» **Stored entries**
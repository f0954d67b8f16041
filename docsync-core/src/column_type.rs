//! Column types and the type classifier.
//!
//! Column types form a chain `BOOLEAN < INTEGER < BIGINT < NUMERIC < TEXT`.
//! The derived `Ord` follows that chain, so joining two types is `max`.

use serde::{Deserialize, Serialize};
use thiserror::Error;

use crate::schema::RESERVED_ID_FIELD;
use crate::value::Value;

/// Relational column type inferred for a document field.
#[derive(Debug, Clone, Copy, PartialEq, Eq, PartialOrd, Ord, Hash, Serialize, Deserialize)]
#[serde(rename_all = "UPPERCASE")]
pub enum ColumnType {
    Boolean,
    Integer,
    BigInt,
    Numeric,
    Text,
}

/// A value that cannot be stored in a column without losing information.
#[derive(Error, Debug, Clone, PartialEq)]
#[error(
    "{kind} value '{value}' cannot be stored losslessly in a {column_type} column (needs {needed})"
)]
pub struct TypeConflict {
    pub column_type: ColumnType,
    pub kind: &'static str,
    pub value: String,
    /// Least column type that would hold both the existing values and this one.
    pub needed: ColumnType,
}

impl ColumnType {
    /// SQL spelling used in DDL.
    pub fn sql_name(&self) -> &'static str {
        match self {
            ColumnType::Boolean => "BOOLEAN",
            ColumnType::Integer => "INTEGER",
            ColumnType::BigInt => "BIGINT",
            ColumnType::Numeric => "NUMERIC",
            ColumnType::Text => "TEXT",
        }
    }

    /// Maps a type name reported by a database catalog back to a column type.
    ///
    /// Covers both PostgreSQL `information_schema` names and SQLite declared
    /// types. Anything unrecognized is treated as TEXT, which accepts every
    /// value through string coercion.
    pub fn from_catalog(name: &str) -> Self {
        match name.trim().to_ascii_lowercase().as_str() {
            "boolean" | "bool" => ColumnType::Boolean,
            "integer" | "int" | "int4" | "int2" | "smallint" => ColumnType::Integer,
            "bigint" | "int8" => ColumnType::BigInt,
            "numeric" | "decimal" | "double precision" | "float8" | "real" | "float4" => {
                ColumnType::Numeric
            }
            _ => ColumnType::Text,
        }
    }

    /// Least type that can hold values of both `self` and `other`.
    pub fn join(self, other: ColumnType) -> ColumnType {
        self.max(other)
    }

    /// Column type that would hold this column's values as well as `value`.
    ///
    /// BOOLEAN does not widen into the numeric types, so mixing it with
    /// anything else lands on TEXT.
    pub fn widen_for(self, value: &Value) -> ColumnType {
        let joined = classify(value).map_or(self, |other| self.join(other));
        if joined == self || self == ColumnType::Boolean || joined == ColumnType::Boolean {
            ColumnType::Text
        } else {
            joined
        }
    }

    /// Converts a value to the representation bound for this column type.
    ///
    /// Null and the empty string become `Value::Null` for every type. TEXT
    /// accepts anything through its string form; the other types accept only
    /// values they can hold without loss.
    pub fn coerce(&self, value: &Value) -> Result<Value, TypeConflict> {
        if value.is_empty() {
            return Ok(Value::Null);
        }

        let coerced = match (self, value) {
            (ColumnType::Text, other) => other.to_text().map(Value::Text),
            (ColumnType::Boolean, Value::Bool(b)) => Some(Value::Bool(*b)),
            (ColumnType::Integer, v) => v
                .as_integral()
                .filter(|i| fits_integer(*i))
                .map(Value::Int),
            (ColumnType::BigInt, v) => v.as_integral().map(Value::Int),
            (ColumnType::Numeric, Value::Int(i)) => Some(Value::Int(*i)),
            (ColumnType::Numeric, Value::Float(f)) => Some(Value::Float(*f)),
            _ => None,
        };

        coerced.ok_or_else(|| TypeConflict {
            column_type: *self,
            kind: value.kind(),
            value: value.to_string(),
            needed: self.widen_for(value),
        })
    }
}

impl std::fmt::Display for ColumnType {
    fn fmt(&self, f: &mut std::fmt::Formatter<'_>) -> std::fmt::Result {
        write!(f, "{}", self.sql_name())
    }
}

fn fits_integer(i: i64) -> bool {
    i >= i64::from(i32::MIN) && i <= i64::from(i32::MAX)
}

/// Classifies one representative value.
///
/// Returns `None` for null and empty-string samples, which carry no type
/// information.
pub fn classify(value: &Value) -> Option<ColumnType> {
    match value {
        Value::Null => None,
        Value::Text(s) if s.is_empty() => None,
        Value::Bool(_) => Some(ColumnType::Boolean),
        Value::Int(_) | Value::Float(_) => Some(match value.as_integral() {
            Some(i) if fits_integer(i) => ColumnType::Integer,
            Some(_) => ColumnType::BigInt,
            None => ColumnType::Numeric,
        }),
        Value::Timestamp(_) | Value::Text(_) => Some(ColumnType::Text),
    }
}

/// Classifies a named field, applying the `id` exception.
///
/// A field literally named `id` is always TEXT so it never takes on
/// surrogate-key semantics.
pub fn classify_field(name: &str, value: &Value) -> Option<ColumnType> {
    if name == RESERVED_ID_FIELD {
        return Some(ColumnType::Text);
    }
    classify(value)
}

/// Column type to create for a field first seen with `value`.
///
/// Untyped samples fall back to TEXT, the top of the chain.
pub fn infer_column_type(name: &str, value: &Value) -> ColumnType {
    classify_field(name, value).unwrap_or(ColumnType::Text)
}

» **WORK REQUEST**
Reproduce all the data exactly. Include every line.

» **REPLY TO THE TASK**
repository f0954d67b8f16041
filename docsync-core/src/column_type.rs
//! Column types and the type classifier.
//!
//! Column types form a chain `BOOLEAN < INTEGER < BIGINT < NUMERIC < TEXT`.
//! The derived `Ord` follows that chain, so joining two types is `max`.

use serde::{Deserialize, Serialize};
use thiserror::Error;

use crate::schema::RESERVED_ID_FIELD;
use crate::value::Value;

/// Relational column type inferred for a document field.
#[derive(Debug, Clone, Copy, PartialEq, Eq, PartialOrd, Ord, Hash, Serialize, Deserialize)]
#[serde(rename_all = "UPPERCASE")]
pub enum ColumnType {
    Boolean,
    Integer,
    BigInt,
    Numeric,
    Text,
}

/// A value that cannot be stored in a column without losing information.
#[derive(Error, Debug, Clone, PartialEq)]
#[error(
    "{kind} value '{value}' cannot be stored losslessly in a {column_type} column (needs {needed})"
)]
pub struct TypeConflict {
    pub column_type: ColumnType,
    pub kind: &'static str,
    pub value: String,
    /// Least column type that would hold both the existing values and this one.
    pub needed: ColumnType,
}

impl ColumnType {
    /// SQL spelling used in DDL.
    pub fn sql_name(&self) -> &'static str {
        match self {
            ColumnType::Boolean => "BOOLEAN",
            ColumnType::Integer => "INTEGER",
            ColumnType::BigInt => "BIGINT",
            ColumnType::Numeric => "NUMERIC",
            ColumnType::Text => "TEXT",
        }
    }

    /// Maps a type name reported by a database catalog back to a column type.
    ///
    /// Covers both PostgreSQL `information_schema` names and SQLite declared
    /// types. Anything unrecognized is treated as TEXT, which accepts every
    /// value through string coercion.
    pub fn from_catalog(name: &str) -> Self {
        match name.trim().to_ascii_lowercase().as_str() {
            "boolean" | "bool" => ColumnType::Boolean,
            "integer" | "int" | "int4" | "int2" | "smallint" => ColumnType::Integer,
            "bigint" | "int8" => ColumnType::BigInt,
            "numeric" | "decimal" | "double precision" | "float8" | "real" | "float4" => {
                ColumnType::Numeric
            }
            _ => ColumnType::Text,
        }
    }

    /// Least type that can hold values of both `self` and `other`.
    pub fn join(self, other: ColumnType) -> ColumnType {
        self.max(other)
    }

    /// Column type that would hold this column's values as well as `value`.
    ///
    /// BOOLEAN does not widen into the numeric types, so mixing it with
    /// anything else lands on TEXT.
    pub fn widen_for(self, value: &Value) -> ColumnType {
        let joined = classify(value).map_or(self, |other| self.join(other));
        if joined == self || self == ColumnType::Boolean || joined == ColumnType::Boolean {
            ColumnType::Text
        } else {
            joined
        }
    }

    /// Converts a value to the representation bound for this column type.
    ///
    /// Null and the empty string become `Value::Null` for every type. TEXT
    /// accepts anything through its string form; the other types accept only
    /// values they can hold without loss.
    pub fn coerce(&self, value: &Value) -> Result<Value, TypeConflict> {
        if value.is_empty() {
            return Ok(Value::Null);
        }

        let coerced = match (self, value) {
            (ColumnType::Text, other) => other.to_text().map(Value::Text),
            (ColumnType::Boolean, Value::Bool(b)) => Some(Value::Bool(*b)),
            (ColumnType::Integer, v) => v
                .as_integral()
                .filter(|i| fits_integer(*i))
                .map(Value::Int),
            (ColumnType::BigInt, v) => v.as_integral().map(Value::Int),
            (ColumnType::Numeric, Value::Int(i)) => Some(Value::Int(*i)),
            (ColumnType::Numeric, Value::Float(f)) => Some(Value::Float(*f)),
            _ => None,
        };

        coerced.ok_or_else(|| TypeConflict {
            column_type: *self,
            kind: value.kind(),
            value: value.to_string(),
            needed: self.widen_for(value),
        })
    }
}

impl std::fmt::Display for ColumnType {
    fn fmt(&self, f: &mut std::fmt::Formatter<'_>) -> std::fmt::Result {
        write!(f, "{}", self.sql_name())
    }
}

fn fits_integer(i: i64) -> bool {
    i >= i64::from(i32::MIN) && i <= i64::from(i32::MAX)
}

/// Classifies one representative value.
///
/// Returns `None` for null and empty-string samples, which carry no type
/// information.
pub fn classify(value: &Value) -> Option<ColumnType> {
    match value {
        Value::Null => None,
        Value::Text(s) if s.is_empty() => None,
        Value::Bool(_) => Some(ColumnType::Boolean),
        Value::Int(_) | Value::Float(_) => Some(match value.as_integral() {
            Some(i) if fits_integer(i) => ColumnType::Integer,
            Some(_) => ColumnType::BigInt,
            None => ColumnType::Numeric,
        }),
        Value::Timestamp(_) | Value::Text(_) => Some(ColumnType::Text),
    }
}

/// Classifies a named field, applying the `id` exception.
///
/// A field literally named `id` is always TEXT so it never takes on
/// surrogate-key semantics.
pub fn classify_field(name: &str, value: &Value) -> Option<ColumnType> {
    if name == RESERVED_ID_FIELD {
        return Some(ColumnType::Text);
    }
    classify(value)
}

/// Column type to create for a field first seen with `value`.
///
/// Untyped samples fall back to TEXT, the top of the chain.
pub fn infer_column_type(name: &str, value: &Value) -> ColumnType {
    classify_field(name, value).unwrap_or(ColumnType::Text)
}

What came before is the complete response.